昭和30~40年代生まれはなぜ自殺に向かうのか 小田切陽一著
「自殺する人は年間に3万人以上いる」ということが言われて久しく、いまや日本は自殺率の世界ランキングで7位に位置する自殺大国の一つである。自殺者数が初めて3万人に到達した1998年以降、その数は毎年3万人を超えており、2010年までの13年間で失われた命は42万人以上となる。これは富山市や岐阜市といった地方の中核都市の人口に相当する数だ。
本書によれば、交通事故で死亡するのは全死亡者のうち約276人に1人だが、自殺するのは約50人に1人。つまり我々は、より身近に思える交通事故の5倍以上の自殺リスクを背負って生活していることになる。さらに、自殺既遂者の約10倍の未遂者がいるといわれているため、5人に1人は生涯に自殺を試みる計算になる。
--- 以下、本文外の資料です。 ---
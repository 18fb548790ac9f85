use log::info;
use rand::SeedableRng;
use rand::distributions::{Distribution, Uniform};
use rand::rngs::StdRng;

use neural_lemmatizer::lemmatizer::{
    CoarsePos, EmbeddingTable, GenConfig, LemmatizerConfig, NeuralLemmatizer, PosIndex,
    gen_dataset, train_lemmatizer,
};
use neural_lemmatizer::{Matrix, Split, TrainConfig, train_mlp};

fn tag(words: &[&str]) -> Vec<String> {
    words
        .iter()
        .map(|w| match *w {
            "the" | "a" => "DT",
            w if w.ends_with("ed") => "VBD",
            w if w.ends_with('s') => "NNS",
            _ => "NN",
        })
        .map(str::to_owned)
        .collect()
}

fn lemma(word: &str, pos: CoarsePos) -> String {
    match pos {
        CoarsePos::Verb => word.trim_end_matches("ed").to_owned(),
        CoarsePos::Noun => word.trim_end_matches('s').to_owned(),
        _ => word.to_owned(),
    }
}

fn main() -> neural_lemmatizer::Result<()> {
    env_logger::init();

    // 50 random (x, y) pairs, two hidden layers of 5.
    let mut rng = StdRng::seed_from_u64(0);
    let dist = Uniform::new(-1.0_f32, 1.0_f32);
    let xs: Vec<Vec<f32>> = (0..50)
        .map(|_| (0..3).map(|_| dist.sample(&mut rng)).collect())
        .collect();
    let ys: Vec<Vec<f32>> = (0..50)
        .map(|_| (0..2).map(|_| dist.sample(&mut rng)).collect())
        .collect();
    let cfg = TrainConfig {
        hidden_sizes: vec![5, 5],
        batch_size: 10,
        num_epochs: 5,
        seed: Some(0),
        split: Split::Seeded(0),
        ..TrainConfig::default()
    };
    let trained = train_mlp(&Matrix::from_rows(&xs)?, &Matrix::from_rows(&ys)?, &cfg, None)?;
    info!("synthetic run finished after {} epochs", trained.report.epochs.len());

    // Toy lemmatizer over a hand-made embedding space.
    let embeddings = EmbeddingTable::from_entries(
        3,
        [
            ("the", vec![0.1, 0.1, 0.1]),
            ("cat", vec![1.0, 0.0, 0.0]),
            ("cats", vec![0.9, 0.1, 0.0]),
            ("dog", vec![0.0, 1.0, 0.0]),
            ("dogs", vec![0.1, 0.9, 0.0]),
            ("walk", vec![0.0, 0.0, 1.0]),
            ("walked", vec![0.0, 0.1, 0.9]),
        ],
    )?;
    let sentences = vec![
        vec!["the", "cats", "walked"],
        vec!["the", "dogs", "walked"],
        vec!["the", "cat", "walk"],
        vec!["the", "dog", "walk"],
    ];
    let pos_index = PosIndex::penn_treebank();
    let gen_cfg = GenConfig {
        max_words: 4,
        train_test_split: None,
        ..GenConfig::default()
    };
    let data = gen_dataset(&sentences, &pos_index, &embeddings, &tag, &lemma, &gen_cfg)?;

    let lem_cfg = LemmatizerConfig::default();
    let lem_cfg = LemmatizerConfig {
        train: TrainConfig {
            hidden_sizes: vec![16],
            batch_size: 4,
            param_scale: 0.1,
            num_epochs: 50,
            step_size: 0.01,
            train_frac: 1.0,
            seed: Some(0),
            verbose: false,
            ..lem_cfg.train
        },
        ..lem_cfg
    };
    let trained = train_lemmatizer(&data.train.features, &data.train.targets, &lem_cfg)?;

    let lemmatizer =
        NeuralLemmatizer::new(trained.mlp, trained.weights, data.params, &embeddings, &tag)?;
    let sentence = ["the", "dogs", "walked"];
    println!("{:?} -> {:?}", sentence, lemmatizer.lemmatize(&sentence)?);
    Ok(())
}
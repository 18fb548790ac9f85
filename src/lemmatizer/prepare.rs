//! Sentence -> fixed-size feature/target tensors.
//!
//! Every sentence becomes a `(max_words, dim + 1)` feature matrix and, when lemmas are
//! requested, a `(max_words, dim)` target matrix. Longer sentences are cut at
//! `max_words`, shorter ones are padded with zero rows.

use log::{debug, info};

use super::{CoarsePos, LemmaLookup, ParamSet, PosIndex, PosTagger, Vectorizer};
use crate::data::split_indices;
use crate::{Error, Matrix, Result, SentenceTensor, Split};

/// What to do with a word the embedding table does not know.
#[derive(Debug, Clone, Copy, PartialEq, Eq, Default)]
pub enum MissPolicy {
    /// Use a zero vector and count the miss.
    #[default]
    Zero,
    /// Fail with `Error::VocabularyMiss`.
    Reject,
}

/// The external resources needed to turn words into feature rows.
#[derive(Clone, Copy)]
pub struct Featurizer<'a> {
    pub pos_index: &'a PosIndex,
    pub vectorizer: &'a dyn Vectorizer,
    pub tagger: &'a dyn PosTagger,
    pub max_words: usize,
    pub miss_policy: MissPolicy,
}

impl Featurizer<'_> {
    /// Width of a feature row: the embedding plus one POS column.
    #[inline]
    pub fn feature_dim(&self) -> usize {
        self.vectorizer.dim() + 1
    }

    fn embed(&self, word: &str, out: &mut [f32], misses: &mut usize) -> Result<()> {
        match self.vectorizer.vector(word) {
            Some(v) => {
                out.copy_from_slice(v);
                Ok(())
            }
            None => match self.miss_policy {
                MissPolicy::Zero => {
                    debug!("'{word}' is not in the embedding vocabulary; using zeros");
                    out.fill(0.0);
                    *misses += 1;
                    Ok(())
                }
                MissPolicy::Reject => Err(Error::VocabularyMiss(word.to_owned())),
            },
        }
    }
}

#[derive(Debug, Clone, PartialEq)]
pub struct PreparedSentence {
    /// `(max_words, dim + 1)`: embedding columns then the POS index.
    pub features: Matrix,
    /// `(max_words, dim)` lemma embeddings, present only when lemmas were requested.
    pub targets: Option<Matrix>,
    /// Real (non-padding) rows, i.e. `min(words.len(), max_words)`.
    pub num_words: usize,
    /// Embedding lookups that missed, word and lemma lookups combined.
    pub misses: usize,
    pub truncated: bool,
}

/// Build the feature rows (and optionally the lemma-embedding targets) of one sentence.
///
/// The whole sentence is tagged so the tagger sees full context; only the first
/// `max_words` tokens are kept. Without `lemmas` no lemma lookups happen and
/// `targets` is `None`.
pub fn prepare_sentence<S: AsRef<str>>(
    featurizer: &Featurizer<'_>,
    words: &[S],
    lemmas: Option<&dyn LemmaLookup>,
) -> Result<PreparedSentence> {
    if featurizer.max_words == 0 {
        return Err(Error::InvalidConfig("max_words must be > 0".to_owned()));
    }
    let words: Vec<&str> = words.iter().map(AsRef::as_ref).collect();
    let tags = featurizer.tagger.tag(&words);
    if tags.len() != words.len() {
        return Err(Error::InvalidData(format!(
            "tagger returned {} tags for {} words",
            tags.len(),
            words.len()
        )));
    }

    let dim = featurizer.vectorizer.dim();
    let num_words = words.len().min(featurizer.max_words);
    let mut features = Matrix::zeros(featurizer.max_words, dim + 1);
    let mut targets = lemmas.map(|_| Matrix::zeros(featurizer.max_words, dim));
    let mut misses = 0;

    for (i, (&word, tag)) in words.iter().zip(&tags).take(num_words).enumerate() {
        let row = features.row_mut(i);
        featurizer.embed(word, &mut row[..dim], &mut misses)?;
        row[dim] = featurizer.pos_index.get(tag)? as f32;

        if let (Some(lookup), Some(targets)) = (lemmas, targets.as_mut()) {
            let lemma = lookup.lemma(word, CoarsePos::from_treebank_or(tag, CoarsePos::Noun));
            featurizer.embed(&lemma, targets.row_mut(i), &mut misses)?;
        }
    }

    Ok(PreparedSentence {
        features,
        targets,
        num_words,
        misses,
        truncated: words.len() > featurizer.max_words,
    })
}

#[derive(Debug, Clone, Copy, PartialEq, Eq, Default)]
pub struct PrepStats {
    pub sentences: usize,
    /// Real tokens kept after truncation.
    pub tokens: usize,
    pub truncated_sentences: usize,
    pub vocabulary_misses: usize,
}

#[derive(Debug, Clone, PartialEq)]
pub struct GenConfig {
    pub max_words: usize,
    /// Train fraction of a train/test split; `None` keeps every sentence in `train`.
    pub train_test_split: Option<f64>,
    pub split: Split,
    pub miss_policy: MissPolicy,
}

impl Default for GenConfig {
    fn default() -> Self {
        Self {
            max_words: 78,
            train_test_split: Some(0.8),
            split: Split::Random,
            miss_policy: MissPolicy::Zero,
        }
    }
}

impl GenConfig {
    pub fn validate(&self) -> Result<()> {
        if self.max_words == 0 {
            return Err(Error::InvalidConfig("max_words must be > 0".to_owned()));
        }
        if let Some(frac) = self.train_test_split
            && !(frac > 0.0 && frac <= 1.0)
        {
            return Err(Error::InvalidConfig(format!(
                "train_test_split must be in (0, 1], got {frac}"
            )));
        }
        Ok(())
    }
}

/// Feature and target tensors with matching sentence order.
#[derive(Debug, Clone, PartialEq)]
pub struct SentencePairs {
    /// `(sentences, max_words, dim + 1)`
    pub features: SentenceTensor,
    /// `(sentences, max_words, dim)`
    pub targets: SentenceTensor,
}

impl SentencePairs {
    #[inline]
    pub fn len(&self) -> usize {
        self.features.sentences()
    }

    #[inline]
    pub fn is_empty(&self) -> bool {
        self.len() == 0
    }

    fn select(&self, indices: &[usize]) -> Self {
        Self {
            features: self.features.select(indices),
            targets: self.targets.select(indices),
        }
    }
}

#[derive(Debug, Clone, PartialEq)]
pub struct GeneratedDataset {
    pub train: SentencePairs,
    /// Present when `GenConfig::train_test_split` is set.
    pub test: Option<SentencePairs>,
    pub params: ParamSet,
    pub stats: PrepStats,
}

/// Featurize a corpus of tokenized sentences.
pub fn gen_dataset<W, S>(
    sentences: &[W],
    pos_index: &PosIndex,
    vectorizer: &dyn Vectorizer,
    tagger: &dyn PosTagger,
    lemmas: &dyn LemmaLookup,
    cfg: &GenConfig,
) -> Result<GeneratedDataset>
where
    W: AsRef<[S]>,
    S: AsRef<str>,
{
    cfg.validate()?;
    if sentences.is_empty() {
        return Err(Error::InvalidData("no sentences to prepare".to_owned()));
    }
    if pos_index.is_empty() {
        return Err(Error::InvalidData("pos_index must not be empty".to_owned()));
    }

    let featurizer = Featurizer {
        pos_index,
        vectorizer,
        tagger,
        max_words: cfg.max_words,
        miss_policy: cfg.miss_policy,
    };
    let dim = vectorizer.dim();
    let mut all = SentencePairs {
        features: SentenceTensor::zeros(sentences.len(), cfg.max_words, dim + 1),
        targets: SentenceTensor::zeros(sentences.len(), cfg.max_words, dim),
    };
    let mut stats = PrepStats::default();

    for (n, sentence) in sentences.iter().enumerate() {
        let prepared = prepare_sentence(&featurizer, sentence.as_ref(), Some(lemmas))?;
        all.features.set_sentence(n, &prepared.features)?;
        if let Some(targets) = &prepared.targets {
            all.targets.set_sentence(n, targets)?;
        }

        stats.sentences += 1;
        stats.tokens += prepared.num_words;
        stats.vocabulary_misses += prepared.misses;
        if prepared.truncated {
            stats.truncated_sentences += 1;
        }
        if (n + 1).is_multiple_of(1000) {
            info!("prepared {} of {} sentences", n + 1, sentences.len());
        }
    }

    info!(
        "prepared {} sentences ({} tokens, {} truncated, {} vocabulary misses)",
        stats.sentences, stats.tokens, stats.truncated_sentences, stats.vocabulary_misses
    );

    let (train, test) = match cfg.train_test_split {
        Some(frac) => {
            let (train_idx, test_idx) = split_indices(sentences.len(), frac, cfg.split)?;
            (all.select(&train_idx), Some(all.select(&test_idx)))
        }
        None => (all, None),
    };

    Ok(GeneratedDataset {
        train,
        test,
        params: ParamSet::new(cfg.max_words, pos_index.clone()),
        stats,
    })
}
//! A word-vector lemmatizer trained as a small MLP.
//!
//! The crate has two layers:
//!
//! - A generic regression trainer: an [`Mlp`] over a single flat weight vector,
//!   scored by a [`Likelihood`] (mean cosine similarity or a Gaussian/MSE variant),
//!   optimized with mini-batch Adam by [`train_mlp`].
//! - The [`lemmatizer`] pipeline: sentences become `[embedding | POS index]` feature
//!   rows whose targets are the embeddings of their dictionary lemmas; a trained
//!   network's predictions are decoded back to words by nearest-neighbor search.
//!
//! # Panics vs `Result`
//!
//! Public APIs validate shapes and configuration and return [`Result`]. Internal
//! kernels (`matmul`, activation slices) only `debug_assert!` their contracts.
//!
//! # Data layout and shapes
//!
//! - Scalars are `f32`.
//! - [`Matrix`] is row-major; one row per sample.
//! - Weights are a flat `Vec<f32>`, layer by layer `W` (in x out, row-major) then `b`.
//! - [`SentenceTensor`] is `(sentences, timesteps, dim)`, zero padded.
//!
//! # Quick start
//!
//! ```rust
//! use neural_lemmatizer::{Matrix, Split, TrainConfig, train_mlp};
//!
//! # fn main() -> neural_lemmatizer::Result<()> {
//! let xs: Vec<Vec<f32>> = (0..20).map(|i| vec![(i as f32).sin(), (i as f32).cos()]).collect();
//! let ys: Vec<Vec<f32>> = xs.iter().map(|x| vec![x[0] + 1.0, x[1] - 1.0]).collect();
//!
//! let cfg = TrainConfig {
//!     hidden_sizes: vec![4],
//!     batch_size: 4,
//!     num_epochs: 2,
//!     split: Split::Seeded(0),
//!     seed: Some(0),
//!     verbose: false,
//!     ..TrainConfig::default()
//! };
//! let trained = train_mlp(&Matrix::from_rows(&xs)?, &Matrix::from_rows(&ys)?, &cfg, None)?;
//! assert_eq!(trained.report.epochs.len(), 2);
//! # Ok(())
//! # }
//! ```

pub mod activation;
pub mod data;
pub mod error;
pub mod lemmatizer;
pub mod likelihood;
pub(crate) mod matmul;
pub mod matrix;
pub mod metrics;
pub mod mlp;
pub mod objective;
pub mod optim;
pub mod serde_model;
pub mod train;

pub use activation::Activation;
pub use data::{Dataset, SentenceTensor, Split};
pub use error::{Error, Result};
pub use likelihood::Likelihood;
pub use matrix::Matrix;
pub use metrics::{ZeroNorm, cms, cosine_similarity, mat_cosine_dist, rms};
pub use mlp::{LayerParams, Mlp};
pub use objective::{MiniBatchObjective, Objective, Regularization};
pub use optim::{Optimizer, OptimizerState, minimize};
pub use serde_model::SavedWeights;
pub use train::{
    EpochReport, FitReport, ProgressTable, TrainConfig, TrainedMlp, evaluate, train_mlp,
    train_mlp_split,
};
また、その背後には「本気で死にたい」と思ったことのある自殺念慮者がいるため、多くの予備軍が存在するのだ。その結果、自殺は日本人の死亡原因の7位になっている。
戦後、自殺が急増した「流行期」は3回あり、それは社会背景や経済要因と連動している。まずは1958年前後の映画『ALWAYS 三丁目の夕日』で描かれた時代である。これは神武景気の後にきた「なべ底不況」の時期と合致している。第2のピークは1986年で、これはプラザ合意後の「円高不況」と呼ばれた時代だ。
そして、1998年には自殺者数が前年比35%も増加し、戦後最大の流行期となっている。これはバブル崩壊後の脆弱した経済下で消費税率の引き上げやアジア通貨危機などが発生し、山一證券や北海道拓殖銀行などの大手金融機関が倒産していった時期にあたる。また、銀行による「貸し渋り」や「貸し剥がし」が問題となり、多くの中小企業の倒産を誘発した時期だ。このような状況下で、自殺者は過去最高の3万2863人を記録した。
その後も続く経済の低迷と雇用環境の悪化によって自殺者数は高止まりの状態となっている。そして、2000年代に入ってからは昭和30年~40年代生まれのより若年層の自殺率が上昇しているという。若年者が早死することは社会的な観点から見ても損失が大きいが、そこにはさまざまな要素が複雑に絡み合っているため、明確な原因や絶対的な対処を見つけることは難しい。